EXERCISE GOAL -
Retyping all the entries exactly is the whole task.

Data items

+--

//! Sequencing of overlapping route requests.
//!
//! Every request takes a ticket from a monotonically increasing counter.
//! When its response arrives the ticket is compared with the latest one
//! issued; only the latest may touch the map. [`RouteService::clear_map`]
//! also advances the counter, so anything still in flight becomes stale.

use std::cell::{Cell, Ref, RefCell};
use std::rc::Rc;

use log::{debug, info, warn};

use super::client::RouteBackend;
use super::error::{RouteError, RouteResult};
use super::model::{RouteRequest, RouteSummary, RouteType};
use crate::map::{Coordinate, InfoContent, MapWidget, OverlayHandle, OverlayRegistry};

/// Issues sequence numbers and tells stale ones from the current one.
#[derive(Debug, Default)]
pub struct Sequencer {
    latest: Cell<u64>,
}

impl Sequencer {
    pub fn issue(&self) -> u64 {
        let next = self.latest.get() + 1;
        self.latest.set(next);
        next
    }

    /// Makes every number issued so far stale.
    pub fn invalidate(&self) {
        self.issue();
    }

    pub fn is_current(&self, sequence: u64) -> bool {
        self.latest.get() == sequence
    }

    pub fn latest(&self) -> u64 {
        self.latest.get()
    }
}

/// A request that has been issued and is waiting for its response.
#[derive(Debug, Clone, Copy, PartialEq)]
pub struct RouteTicket {
    sequence: u64,
    request: RouteRequest,
}

impl RouteTicket {
    pub fn sequence(&self) -> u64 {
        self.sequence
    }

    pub fn request(&self) -> &RouteRequest {
        &self.request
    }
}

/// What became of one `draw_route` call.
#[derive(Debug)]
#[must_use]
pub enum DrawOutcome {
    /// The call was the latest one; its result is reflected on the map.
    Completed(RouteResult),
    /// A newer request or a clear happened first; the result was dropped.
    Superseded,
}

impl DrawOutcome {
    pub fn is_superseded(&self) -> bool {
        matches!(self, DrawOutcome::Superseded)
    }

    pub fn result(&self) -> Option<&RouteResult> {
        match self {
            DrawOutcome::Completed(result) => Some(result),
            DrawOutcome::Superseded => None,
        }
    }

    pub fn into_result(self) -> Option<RouteResult> {
        match self {
            DrawOutcome::Completed(result) => Some(result),
            DrawOutcome::Superseded => None,
        }
    }
}

/// Draws routes from `backend` onto one map.
///
/// Runs on the UI thread: no method holds a borrow across the awaited
/// response, so `draw_route` and `clear_map` may be called again while an
/// earlier `draw_route` is still pending.
pub struct RouteService<B> {
    backend: B,
    registry: RefCell<OverlayRegistry>,
    sequencer: Sequencer,
}

impl<B: RouteBackend> RouteService<B> {
    pub fn new(widget: Rc<dyn MapWidget>, backend: B) -> Self {
        Self {
            backend,
            registry: RefCell::new(OverlayRegistry::new(widget)),
            sequencer: Sequencer::default(),
        }
    }

    pub fn backend(&self) -> &B {
        &self.backend
    }

    pub fn registry(&self) -> Ref<'_, OverlayRegistry> {
        self.registry.borrow()
    }

    /// Fetches a route and draws it, unless a newer request got there first.
    pub async fn draw_route(
        &self,
        start: Option<Coordinate>,
        goal: Option<Coordinate>,
        route_type: RouteType,
    ) -> DrawOutcome {
        let ticket = match self.begin(start, goal, route_type) {
            Ok(ticket) => ticket,
            Err(err) => return DrawOutcome::Completed(Err(err)),
        };
        let fetched = self.backend.fetch_route(ticket.request()).await;
        self.complete(ticket, fetched)
    }

    /// First half of [`draw_route`](Self::draw_route): validates, takes a
    /// ticket and clears the previous overlays. The caller runs
    /// `backend().fetch_route(ticket.request())` wherever it likes and
    /// passes the result to [`complete`](Self::complete).
    pub fn begin(
        &self,
        start: Option<Coordinate>,
        goal: Option<Coordinate>,
        route_type: RouteType,
    ) -> Result<RouteTicket, RouteError> {
        let (Some(start), Some(goal)) = (start, goal) else {
            // Still the newest request: whatever is in flight must not land.
            self.sequencer.invalidate();
            return Err(RouteError::MissingCoordinates);
        };

        let sequence = self.sequencer.issue();
        self.registry.borrow_mut().clear();
        info!("Issued {} route request #{} from {} to {}", route_type, sequence, start, goal);

        Ok(RouteTicket {
            sequence,
            request: RouteRequest {
                start,
                goal,
                route_type,
            },
        })
    }

    /// Second half of [`draw_route`](Self::draw_route): applies `fetched`
    /// if `ticket` is still the latest, drops it silently otherwise.
    pub fn complete(&self, ticket: RouteTicket, fetched: RouteResult) -> DrawOutcome {
        if !self.sequencer.is_current(ticket.sequence) {
            debug!(
                "Dropping result of route request #{}; latest is #{}",
                ticket.sequence,
                self.sequencer.latest()
            );
            return DrawOutcome::Superseded;
        }

        let result = fetched.and_then(|summary| self.apply(&ticket.request, summary));
        if let Err(err) = &result {
            warn!("Route request #{} failed: {:?}", ticket.sequence, err);
        }
        DrawOutcome::Completed(result)
    }

    fn apply(&self, request: &RouteRequest, summary: RouteSummary) -> RouteResult {
        let mut registry = self.registry.borrow_mut();

        let mut installed = registry.install_route(request.start, request.goal, &summary.path);
        if installed.is_ok() && request.route_type == RouteType::Safe {
            installed = registry
                .install_annotations(&summary.nearby_cctvs, &summary.nearby_stores)
                .map(|_| ());
        }

        if let Err(err) = installed {
            registry.clear();
            return Err(err.into());
        }
        Ok(summary)
    }

    /// Removes every overlay and invalidates any request still in flight.
    pub fn clear_map(&self) {
        self.sequencer.invalidate();
        self.registry.borrow_mut().clear();
    }

    /// Whether `ticket` would still be applied by [`complete`](Self::complete).
    pub fn is_current(&self, ticket: &RouteTicket) -> bool {
        self.sequencer.is_current(ticket.sequence)
    }

    /// Opens a popup on one of the drawn markers, closing any other popup.
    pub fn open_info(&self, marker: OverlayHandle, content: InfoContent) -> RouteResult<OverlayHandle> {
        Ok(self.registry.borrow_mut().open_info(marker, content)?)
    }
}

+--

WRITTEN RESPONSE -
//! Sequencing of overlapping route requests.
//!
//! Every request takes a ticket from a monotonically increasing counter.
//! When its response arrives the ticket is compared with the latest one
//! issued; only the latest may touch the map. [`RouteService::clear_map`]
//! also advances the counter, so anything still in flight becomes stale.

use std::cell::{Cell, Ref, RefCell};
use std::rc::Rc;

use log::{debug, info, warn};

use super::client::RouteBackend;
use super::error::{RouteError, RouteResult};
use super::model::{RouteRequest, RouteSummary, RouteType};
use crate::map::{Coordinate, InfoContent, MapWidget, OverlayHandle, OverlayRegistry};

/// Issues sequence numbers and tells stale ones from the current one.
#[derive(Debug, Default)]
pub struct Sequencer {
    latest: Cell<u64>,
}

impl Sequencer {
    pub fn issue(&self) -> u64 {
        let next = self.latest.get() + 1;
        self.latest.set(next);
        next
    }

    /// Makes every number issued so far stale.
    pub fn invalidate(&self) {
        self.issue();
    }

    pub fn is_current(&self, sequence: u64) -> bool {
        self.latest.get() == sequence
    }

    pub fn latest(&self) -> u64 {
        self.latest.get()
    }
}

/// A request that has been issued and is waiting for its response.
#[derive(Debug, Clone, Copy, PartialEq)]
pub struct RouteTicket {
    sequence: u64,
    request: RouteRequest,
}

impl RouteTicket {
    pub fn sequence(&self) -> u64 {
        self.sequence
    }

    pub fn request(&self) -> &RouteRequest {
        &self.request
    }
}

/// What became of one `draw_route` call.
#[derive(Debug)]
#[must_use]
pub enum DrawOutcome {
    /// The call was the latest one; its result is reflected on the map.
    Completed(RouteResult),
    /// A newer request or a clear happened first; the result was dropped.
    Superseded,
}

impl DrawOutcome {
    pub fn is_superseded(&self) -> bool {
        matches!(self, DrawOutcome::Superseded)
    }

    pub fn result(&self) -> Option<&RouteResult> {
        match self {
            DrawOutcome::Completed(result) => Some(result),
            DrawOutcome::Superseded => None,
        }
    }

    pub fn into_result(self) -> Option<RouteResult> {
        match self {
            DrawOutcome::Completed(result) => Some(result),
            DrawOutcome::Superseded => None,
        }
    }
}

/// Draws routes from `backend` onto one map.
///
/// Runs on the UI thread: no method holds a borrow across the awaited
/// response, so `draw_route` and `clear_map` may be called again while an
/// earlier `draw_route` is still pending.
pub struct RouteService<B> {
    backend: B,
    registry: RefCell<OverlayRegistry>,
    sequencer: Sequencer,
}

impl<B: RouteBackend> RouteService<B> {
    pub fn new(widget: Rc<dyn MapWidget>, backend: B) -> Self {
        Self {
            backend,
            registry: RefCell::new(OverlayRegistry::new(widget)),
            sequencer: Sequencer::default(),
        }
    }

    pub fn backend(&self) -> &B {
        &self.backend
    }

    pub fn registry(&self) -> Ref<'_, OverlayRegistry> {
        self.registry.borrow()
    }

    /// Fetches a route and draws it, unless a newer request got there first.
    pub async fn draw_route(
        &self,
        start: Option<Coordinate>,
        goal: Option<Coordinate>,
        route_type: RouteType,
    ) -> DrawOutcome {
        let ticket = match self.begin(start, goal, route_type) {
            Ok(ticket) => ticket,
            Err(err) => return DrawOutcome::Completed(Err(err)),
        };
        let fetched = self.backend.fetch_route(ticket.request()).await;
        self.complete(ticket, fetched)
    }

    /// First half of [`draw_route`](Self::draw_route): validates, takes a
    /// ticket and clears the previous overlays. The caller runs
    /// `backend().fetch_route(ticket.request())` wherever it likes and
    /// passes the result to [`complete`](Self::complete).
    pub fn begin(
        &self,
        start: Option<Coordinate>,
        goal: Option<Coordinate>,
        route_type: RouteType,
    ) -> Result<RouteTicket, RouteError> {
        let (Some(start), Some(goal)) = (start, goal) else {
            // Still the newest request: whatever is in flight must not land.
            self.sequencer.invalidate();
            return Err(RouteError::MissingCoordinates);
        };

        let sequence = self.sequencer.issue();
        self.registry.borrow_mut().clear();
        info!("Issued {} route request #{} from {} to {}", route_type, sequence, start, goal);

        Ok(RouteTicket {
            sequence,
            request: RouteRequest {
                start,
                goal,
                route_type,
            },
        })
    }

    /// Second half of [`draw_route`](Self::draw_route): applies `fetched`
    /// if `ticket` is still the latest, drops it silently otherwise.
    pub fn complete(&self, ticket: RouteTicket, fetched: RouteResult) -> DrawOutcome {
        if !self.sequencer.is_current(ticket.sequence) {
            debug!(
                "Dropping result of route request #{}; latest is #{}",
                ticket.sequence,
                self.sequencer.latest()
            );
            return DrawOutcome::Superseded;
        }

        let result = fetched.and_then(|summary| self.apply(&ticket.request, summary));
        if let Err(err) = &result {
            warn!("Route request #{} failed: {:?}", ticket.sequence, err);
        }
        DrawOutcome::Completed(result)
    }

    fn apply(&self, request: &RouteRequest, summary: RouteSummary) -> RouteResult {
        let mut registry = self.registry.borrow_mut();

        let mut installed = registry.install_route(request.start, request.goal, &summary.path);
        if installed.is_ok() && request.route_type == RouteType::Safe {
            installed = registry
                .install_annotations(&summary.nearby_cctvs, &summary.nearby_stores)
                .map(|_| ());
        }

        if let Err(err) = installed {
            registry.clear();
            return Err(err.into());
        }
        Ok(summary)
    }

    /// Removes every overlay and invalidates any request still in flight.
    pub fn clear_map(&self) {
        self.sequencer.invalidate();
        self.registry.borrow_mut().clear();
    }

    /// Whether `ticket` would still be applied by [`complete`](Self::complete).
    pub fn is_current(&self, ticket: &RouteTicket) -> bool {
        self.sequencer.is_current(ticket.sequence)
    }

    /// Opens a popup on one of the drawn markers, closing any other popup.
    pub fn open_info(&self, marker: OverlayHandle, content: InfoContent) -> RouteResult<OverlayHandle> {
        Ok(self.registry.borrow_mut().open_info(marker, content)?)
    }
}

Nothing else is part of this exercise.